Sur recours, la chambre se livre à un examen minutieux de la demande d’enregistrement contestée et retient que c’est bien l’ensemble des vues du fichier .stl qu’il faut prendre en compte.
Au terme d’un examen approfondi et jusqu’à plus soif de l’état des nombreuses formes de tire-bouchons existant déjà sur le marché, elle retient que la poignée à elle seule est parfaitement distinctive. Se référant à l’arrêt Guerlain concernant une forme de rouge à lèvres (T‑488/20 EU:T:2021:443 – FLASH n° 382), la chambre conclut que la marque demandée s’écarte « de manière significative des formes disponibles sur le marché et constitue une indication d’origine » (point 24) et que « le signe demandé ne tombe pas sous le coup de l’article 7, § 1er, b, RMUE » (point 27).
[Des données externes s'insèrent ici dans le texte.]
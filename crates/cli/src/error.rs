//! CLI exit codes for scripting and automation.
//!
//! Responsibilities:
//! - Define structured exit codes so scripts can distinguish failure modes.
//!
//! Invariants:
//! - Exit codes 1-9 are reserved for specific error categories.

/// Structured exit codes for the keyroute binary.
#[derive(Debug, Clone, Copy, PartialEq, Eq)]
#[repr(u8)]
pub enum ExitCode {
    /// Command completed successfully.
    Success = 0,

    /// Unhandled or generic failure.
    GeneralError = 1,

    /// Input could not be parsed (bad gesture or command token,
    /// malformed scenario file).
    ///
    /// Scripts should fix the input and not retry.
    InvalidInput = 2,

    /// A simulation ran but produced responses that differ from the
    /// scenario's expectations.
    ScenarioMismatch = 3,

    /// A file could not be read.
    IoError = 4,
}

impl ExitCode {
    /// Convert the exit code to an i32 for use with std::process::exit().
    pub const fn as_i32(self) -> i32 {
        self as u8 as i32
    }
}
//! End-to-end tests for the keyroute binary.

use std::io::Write;

use assert_cmd::Command;
use predicates::prelude::*;

fn keyroute() -> Command {
    Command::cargo_bin("keyroute").expect("binary builds")
}

#[test]
fn commands_lists_library_in_table_form() {
    keyroute()
        .args(["commands", "--owner", "ApplicationCommands"])
        .assert()
        .success()
        .stdout(predicate::str::contains("Copy"))
        .stdout(predicate::str::contains("Ctrl+C, Ctrl+Insert"))
        .stdout(predicate::str::contains("21 command(s)"));
}

#[test]
fn commands_json_output_is_parseable() {
    let output = keyroute()
        .args(["--output", "json", "commands", "--with-gestures"])
        .output()
        .expect("runs");
    assert!(output.status.success());

    let parsed: serde_json::Value =
        serde_json::from_slice(&output.stdout).expect("valid json");
    let entries = parsed.as_array().expect("array");
    assert!(entries.iter().all(|e| !e["gestures"].as_array().unwrap().is_empty()));
    assert!(entries.iter().any(|e| e["token"] == "Copy"));
}

#[test]
fn convert_canonicalizes_gestures() {
    keyroute()
        .args(["convert", "shift+ctrl+f14"])
        .assert()
        .success()
        .stdout(predicate::str::contains("gesture: Ctrl+Shift+F14"));
}

#[test]
fn convert_resolves_command_tokens() {
    keyroute()
        .args(["convert", "Cut"])
        .assert()
        .success()
        .stdout(predicate::str::contains("command: Cut"));
}

#[test]
fn convert_rejects_garbage_with_invalid_input_exit_code() {
    keyroute()
        .args(["convert", "Ctrl+NoSuchKey"])
        .assert()
        .failure()
        .code(2)
        .stderr(predicate::str::contains("unknown key name"));
}

#[test]
fn simulate_verifies_matching_scenario() {
    let mut script = tempfile::NamedTempFile::new().expect("temp file");
    script
        .write_all(
            br#"{
                "classes": [{"name": "TextBox", "parent": "Control"}],
                "elements": [{"name": "editor", "class": "TextBox", "focus": true}],
                "class_bindings": [{"class": "Control", "command": "Copy"}],
                "inputs": ["Ctrl+C", "Ctrl+V"],
                "expect": ["Copy on editor"]
            }"#,
        )
        .expect("write scenario");

    keyroute()
        .arg("simulate")
        .arg(script.path())
        .assert()
        .success()
        .stdout(predicate::str::contains("ok: 2 input(s), 1 response(s)"));
}

#[test]
fn simulate_fails_on_mismatch_with_scenario_exit_code() {
    let mut script = tempfile::NamedTempFile::new().expect("temp file");
    script
        .write_all(
            br#"{
                "elements": [{"name": "editor", "class": "TextBox"}],
                "class_bindings": [{"class": "TextBox", "command": "Paste"}],
                "inputs": ["Ctrl+V"],
                "expect": ["Cut on editor"]
            }"#,
        )
        .expect("write scenario");

    keyroute()
        .arg("simulate")
        .arg(script.path())
        .assert()
        .failure()
        .code(3)
        .stderr(predicate::str::contains("response mismatch"));
}

#[test]
fn simulate_missing_file_maps_to_io_exit_code() {
    keyroute()
        .args(["simulate", "/no/such/scenario.json"])
        .assert()
        .failure()
        .code(4);
}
Dans la seconde affaire, concernant toujours l’alimentation, il était question d’une marque tridimensionnelle de l’UE déposée en 2000 par McCain pour des « croquettes de pommes de terre précuites » et consistant en la forme de ces croquettes, à savoir un visage souriant du type smiley.
Une marque analogue était déposée en France en 2019 par McCain, sans doute en raison de l’action en déchéance intentée contre la marque de l’UE. Par arrêt du 11 février 2022, la cour d’appel de Paris confirmait le refus d’enregistrement de ce dépôt français émis par l’INPI, considérant que ce signe n’avait pas de caractère distinctif intrinsèque – le consommateur n’étant pas enclin à voir dans cette forme un indicateur de l’origine commerciale du produit – ni acquis par l’usage.
En parallèle, Agrarfrost GmbH & Co. KG avait donc introduit en 2018 auprès de l’EUIPO une action en déchéance faute d’usage à l’encontre de la marque tridimensionnelle de l’UE de 2000.
Or, si le litige porte sur la déchéance, rejetée par l’Office et en dernier lieu par le Tribunal qui confirme un usage sérieux de la marque tridimensionnelle, l’arrêt est également intéressant parce qu’à cette occasion, le Tribunal cherche logiquement à déterminer si cette forme est perçue par le public comme une indication de l’origine commerciale des produits.
Selon le Tribunal, « l’appréciation relative à l’usage de la marque contestée en tant que marque […] dépend de la question de savoir si cette marque est perçue par le public pertinent en tant qu’indication de l’origine commerciale » (point 24). « Pour parvenir à la conclusion que la marque contestée a effectivement été utilisée conformément à sa fonction essentielle, la preuve de son usage doit se matérialiser par des éléments qui permettent de conclure de façon non équivoque que le consommateur est en mesure d’associer la forme tridimensionnelle des produits […] à une entreprise déterminée » (point 28).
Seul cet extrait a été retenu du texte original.